▶ **What is being asked**:
Each line must appear in the answer exactly as it does in the data.

▶ **Material supplied**:

┌──

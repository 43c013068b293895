//! CLI command implementations
//!
//! Both commands load the JSON configuration and the catalog snapshot it
//! names before doing anything else. Nothing is written to stdout until all
//! inputs have been read and validated.

use std::fs;
use std::path::Path;

use serde::{Deserialize, Serialize};
use serde_json::json;

use crate::advisor::{Advisor, AdvisorConfig, DEFAULT_MIN_ROW_COUNT, DEFAULT_PAGE_SIZE};
use crate::advisory::read_records;
use crate::candidate::DEFAULT_MAX_KEY_WIDTH;
use crate::catalog::{Catalog, CatalogSnapshot};
use crate::observability::{Logger, Severity};
use crate::selector::{
    aggregate, parse_budget, render_statements, render_summary, select_all, select_exact,
    select_greedy,
};

use super::args::Command;
use super::errors::{CliError, CliResult};
use super::io::{read_workload, write_file, write_json_line, write_stdout};

/// Configuration file structure
#[derive(Debug, Clone, Serialize, Deserialize)]
pub struct Config {
    /// Catalog snapshot JSON (required)
    pub catalog_path: String,

    /// Advisory records, one JSON object per line
    #[serde(default = "default_records_path")]
    pub records_path: String,

    /// Maximum key columns per candidate (1..=32)
    #[serde(default = "default_max_key_width")]
    pub max_key_width: usize,

    /// Tables with fewer rows are never indexed
    #[serde(default = "default_min_row_count")]
    pub min_row_count: u64,

    /// Storage page size in bytes
    #[serde(default = "default_page_size")]
    pub page_size: u64,

    /// trace, debug, info, warn or error
    #[serde(default = "default_log_level")]
    pub log_level: String,
}

fn default_records_path() -> String {
    "./advice.jsonl".to_string()
}
fn default_max_key_width() -> usize {
    DEFAULT_MAX_KEY_WIDTH
}
fn default_min_row_count() -> u64 {
    DEFAULT_MIN_ROW_COUNT
}
fn default_page_size() -> u64 {
    DEFAULT_PAGE_SIZE
}
fn default_log_level() -> String {
    "info".to_string()
}

impl Config {
    /// Load configuration from file
    pub fn load(path: &Path) -> CliResult<Self> {
        let content = fs::read_to_string(path)
            .map_err(|e| CliError::config_error(format!("Failed to read config: {}", e)))?;

        let config: Config = serde_json::from_str(&content)
            .map_err(|e| CliError::config_error(format!("Invalid config JSON: {}", e)))?;

        config.validate()?;

        Ok(config)
    }

    /// Validate configuration values
    pub fn validate(&self) -> CliResult<()> {
        if self.catalog_path.trim().is_empty() {
            return Err(CliError::config_error("catalog_path must not be empty"));
        }

        if self.records_path.trim().is_empty() {
            return Err(CliError::config_error("records_path must not be empty"));
        }

        if self.max_key_width == 0 || self.max_key_width > DEFAULT_MAX_KEY_WIDTH {
            return Err(CliError::config_error(format!(
                "max_key_width must be between 1 and {}, got {}",
                DEFAULT_MAX_KEY_WIDTH, self.max_key_width
            )));
        }

        if self.page_size < 1024 {
            return Err(CliError::config_error(format!(
                "page_size must be at least 1024 bytes, got {}",
                self.page_size
            )));
        }

        self.severity()?;

        Ok(())
    }

    fn severity(&self) -> CliResult<Severity> {
        self.log_level
            .parse()
            .map_err(|e: String| CliError::config_error(format!("Invalid log_level: {}", e)))
    }

    /// Adviser settings derived from this configuration
    pub fn advisor_config(&self) -> AdvisorConfig {
        AdvisorConfig::new()
            .with_max_key_width(self.max_key_width)
            .with_min_row_count(self.min_row_count)
            .with_page_size(self.page_size)
    }

    pub fn catalog_path(&self) -> &Path {
        Path::new(&self.catalog_path)
    }

    pub fn records_path(&self) -> &Path {
        Path::new(&self.records_path)
    }
}

/// Main CLI entry point
///
/// Parses arguments and dispatches to the appropriate command.
/// This is the only function that main.rs should call.
pub fn run() -> CliResult<()> {
    let cli = super::args::Cli::parse_args();
    run_command(cli.command)
}

/// Run the appropriate command based on CLI args
pub fn run_command(cmd: Command) -> CliResult<()> {
    match cmd {
        Command::Scan { config, workload } => scan(&config, &workload),
        Command::Recommend {
            config,
            budget,
            output,
            exact,
        } => recommend(&config, budget.as_deref(), output.as_deref(), exact),
    }
}

/// Loads the config, applies its log level, then loads the catalog
fn load_inputs(config_path: &Path) -> CliResult<(Config, CatalogSnapshot)> {
    let config = Config::load(config_path)?;
    Logger::set_min_severity(config.severity()?);
    let catalog = CatalogSnapshot::load(config.catalog_path())?;
    Ok((config, catalog))
}

/// Scan every workload query and print its relevant candidates
///
/// One JSON line per query:
/// `{"query":0,"candidates":[{"relation":16384,"table":"orders","columns":[2,1],"candidate":"16384_(2,1)"}]}`
pub fn scan(config_path: &Path, workload_path: &Path) -> CliResult<()> {
    let (config, catalog) = load_inputs(config_path)?;
    let queries = read_workload(workload_path)?;

    let advisor_config = config.advisor_config();
    let advisor = Advisor::new(&catalog, &advisor_config);

    for (position, query) in queries.iter().enumerate() {
        let candidates = advisor.candidates(query);
        let listed: Vec<_> = candidates
            .iter()
            .map(|c| {
                json!({
                    "relation": c.relation,
                    "table": catalog.relation_name(c.relation),
                    "columns": c.column_ids().collect::<Vec<_>>(),
                    "candidate": c.to_string(),
                })
            })
            .collect();
        write_json_line(&json!({ "query": position, "candidates": listed }))?;
    }

    let metrics = advisor.metrics();
    Logger::info(
        "SCAN_WORKLOAD_COMPLETE",
        &[
            ("queries", &queries.len().to_string()),
            ("generated", &metrics.candidates_generated.to_string()),
            ("relevant", &metrics.candidates_relevant.to_string()),
        ],
    );

    Ok(())
}

/// Aggregate recorded advice, select under the budget and emit statements
///
/// Statements go to `output` when given, otherwise to stdout ahead of the
/// summary. The summary always goes to stdout.
pub fn recommend(
    config_path: &Path,
    budget: Option<&str>,
    output: Option<&Path>,
    exact: bool,
) -> CliResult<()> {
    let (config, catalog) = load_inputs(config_path)?;
    let budget_kb = budget.map(parse_budget).transpose()?;

    let records = read_records(config.records_path())?;
    let recommendations = aggregate(&records, &catalog)?;

    let selection = match budget_kb {
        None => select_all(&recommendations)?,
        Some(kb) if exact => select_exact(&recommendations, kb)?,
        Some(kb) => select_greedy(&recommendations, kb)?,
    };

    let statements = render_statements(&selection);
    let summary = render_summary(&selection);
    match output {
        Some(path) => {
            write_file(path, &statements)?;
            write_stdout(&summary)?;
        }
        None => write_stdout(&format!("{}{}", statements, summary))?,
    }

    Logger::info(
        "RECOMMEND_COMPLETE",
        &[
            ("records", &records.len().to_string()),
            ("recommendations", &recommendations.len().to_string()),
            ("selected", &selection.chosen.len().to_string()),
            ("total_size_kb", &selection.total_size_kb.to_string()),
            ("selector", if exact { "exact" } else { "greedy" }),
        ],
    );

    Ok(())
}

└──

▶ **Problem solution**:
repository 43c013068b293895
//! CLI command implementations
//!
//! Both commands load the JSON configuration and the catalog snapshot it
//! names before doing anything else. Nothing is written to stdout until all
//! inputs have been read and validated.

use std::fs;
use std::path::Path;

use serde::{Deserialize, Serialize};
use serde_json::json;

use crate::advisor::{Advisor, AdvisorConfig, DEFAULT_MIN_ROW_COUNT, DEFAULT_PAGE_SIZE};
use crate::advisory::read_records;
use crate::candidate::DEFAULT_MAX_KEY_WIDTH;
use crate::catalog::{Catalog, CatalogSnapshot};
use crate::observability::{Logger, Severity};
use crate::selector::{
    aggregate, parse_budget, render_statements, render_summary, select_all, select_exact,
    select_greedy,
};

use super::args::Command;
use super::errors::{CliError, CliResult};
use super::io::{read_workload, write_file, write_json_line, write_stdout};

/// Configuration file structure
#[derive(Debug, Clone, Serialize, Deserialize)]
pub struct Config {
    /// Catalog snapshot JSON (required)
    pub catalog_path: String,

    /// Advisory records, one JSON object per line
    #[serde(default = "default_records_path")]
    pub records_path: String,

    /// Maximum key columns per candidate (1..=32)
    #[serde(default = "default_max_key_width")]
    pub max_key_width: usize,

    /// Tables with fewer rows are never indexed
    #[serde(default = "default_min_row_count")]
    pub min_row_count: u64,

    /// Storage page size in bytes
    #[serde(default = "default_page_size")]
    pub page_size: u64,

    /// trace, debug, info, warn or error
    #[serde(default = "default_log_level")]
    pub log_level: String,
}

fn default_records_path() -> String {
    "./advice.jsonl".to_string()
}
fn default_max_key_width() -> usize {
    DEFAULT_MAX_KEY_WIDTH
}
fn default_min_row_count() -> u64 {
    DEFAULT_MIN_ROW_COUNT
}
fn default_page_size() -> u64 {
    DEFAULT_PAGE_SIZE
}
fn default_log_level() -> String {
    "info".to_string()
}

impl Config {
    /// Load configuration from file
    pub fn load(path: &Path) -> CliResult<Self> {
        let content = fs::read_to_string(path)
            .map_err(|e| CliError::config_error(format!("Failed to read config: {}", e)))?;

        let config: Config = serde_json::from_str(&content)
            .map_err(|e| CliError::config_error(format!("Invalid config JSON: {}", e)))?;

        config.validate()?;

        Ok(config)
    }

    /// Validate configuration values
    pub fn validate(&self) -> CliResult<()> {
        if self.catalog_path.trim().is_empty() {
            return Err(CliError::config_error("catalog_path must not be empty"));
        }

        if self.records_path.trim().is_empty() {
            return Err(CliError::config_error("records_path must not be empty"));
        }

        if self.max_key_width == 0 || self.max_key_width > DEFAULT_MAX_KEY_WIDTH {
            return Err(CliError::config_error(format!(
                "max_key_width must be between 1 and {}, got {}",
                DEFAULT_MAX_KEY_WIDTH, self.max_key_width
            )));
        }

        if self.page_size < 1024 {
            return Err(CliError::config_error(format!(
                "page_size must be at least 1024 bytes, got {}",
                self.page_size
            )));
        }

        self.severity()?;

        Ok(())
    }

    fn severity(&self) -> CliResult<Severity> {
        self.log_level
            .parse()
            .map_err(|e: String| CliError::config_error(format!("Invalid log_level: {}", e)))
    }

    /// Adviser settings derived from this configuration
    pub fn advisor_config(&self) -> AdvisorConfig {
        AdvisorConfig::new()
            .with_max_key_width(self.max_key_width)
            .with_min_row_count(self.min_row_count)
            .with_page_size(self.page_size)
    }

    pub fn catalog_path(&self) -> &Path {
        Path::new(&self.catalog_path)
    }

    pub fn records_path(&self) -> &Path {
        Path::new(&self.records_path)
    }
}

/// Main CLI entry point
///
/// Parses arguments and dispatches to the appropriate command.
/// This is the only function that main.rs should call.
pub fn run() -> CliResult<()> {
    let cli = super::args::Cli::parse_args();
    run_command(cli.command)
}

/// Run the appropriate command based on CLI args
pub fn run_command(cmd: Command) -> CliResult<()> {
    match cmd {
        Command::Scan { config, workload } => scan(&config, &workload),
        Command::Recommend {
            config,
            budget,
            output,
            exact,
        } => recommend(&config, budget.as_deref(), output.as_deref(), exact),
    }
}

/// Loads the config, applies its log level, then loads the catalog
fn load_inputs(config_path: &Path) -> CliResult<(Config, CatalogSnapshot)> {
    let config = Config::load(config_path)?;
    Logger::set_min_severity(config.severity()?);
    let catalog = CatalogSnapshot::load(config.catalog_path())?;
    Ok((config, catalog))
}

/// Scan every workload query and print its relevant candidates
///
/// One JSON line per query:
/// `{"query":0,"candidates":[{"relation":16384,"table":"orders","columns":[2,1],"candidate":"16384_(2,1)"}]}`
pub fn scan(config_path: &Path, workload_path: &Path) -> CliResult<()> {
    let (config, catalog) = load_inputs(config_path)?;
    let queries = read_workload(workload_path)?;

    let advisor_config = config.advisor_config();
    let advisor = Advisor::new(&catalog, &advisor_config);

    for (position, query) in queries.iter().enumerate() {
        let candidates = advisor.candidates(query);
        let listed: Vec<_> = candidates
            .iter()
            .map(|c| {
                json!({
                    "relation": c.relation,
                    "table": catalog.relation_name(c.relation),
                    "columns": c.column_ids().collect::<Vec<_>>(),
                    "candidate": c.to_string(),
                })
            })
            .collect();
        write_json_line(&json!({ "query": position, "candidates": listed }))?;
    }

    let metrics = advisor.metrics();
    Logger::info(
        "SCAN_WORKLOAD_COMPLETE",
        &[
            ("queries", &queries.len().to_string()),
            ("generated", &metrics.candidates_generated.to_string()),
            ("relevant", &metrics.candidates_relevant.to_string()),
        ],
    );

    Ok(())
}

/// Aggregate recorded advice, select under the budget and emit statements
///
/// Statements go to `output` when given, otherwise to stdout ahead of the
/// summary. The summary always goes to stdout.
pub fn recommend(
    config_path: &Path,
    budget: Option<&str>,
    output: Option<&Path>,
    exact: bool,
) -> CliResult<()> {
    let (config, catalog) = load_inputs(config_path)?;
    let budget_kb = budget.map(parse_budget).transpose()?;

    let records = read_records(config.records_path())?;
    let recommendations = aggregate(&records, &catalog)?;

    let selection = match budget_kb {
        None => select_all(&recommendations)?,
        Some(kb) if exact => select_exact(&recommendations, kb)?,
        Some(kb) => select_greedy(&recommendations, kb)?,
    };

    let statements = render_statements(&selection);
    let summary = render_summary(&selection);
    match output {
        Some(path) => {
            write_file(path, &statements)?;
            write_stdout(&summary)?;
        }
        None => write_stdout(&format!("{}{}", statements, summary))?,
    }

    Logger::info(
        "RECOMMEND_COMPLETE",
        &[
            ("records", &records.len().to_string()),
            ("recommendations", &recommendations.len().to_string()),
            ("selected", &selection.chosen.len().to_string()),
            ("total_size_kb", &selection.total_size_kb.to_string()),
            ("selector", if exact { "exact" } else { "greedy" }),
        ],
    );

    Ok(())
}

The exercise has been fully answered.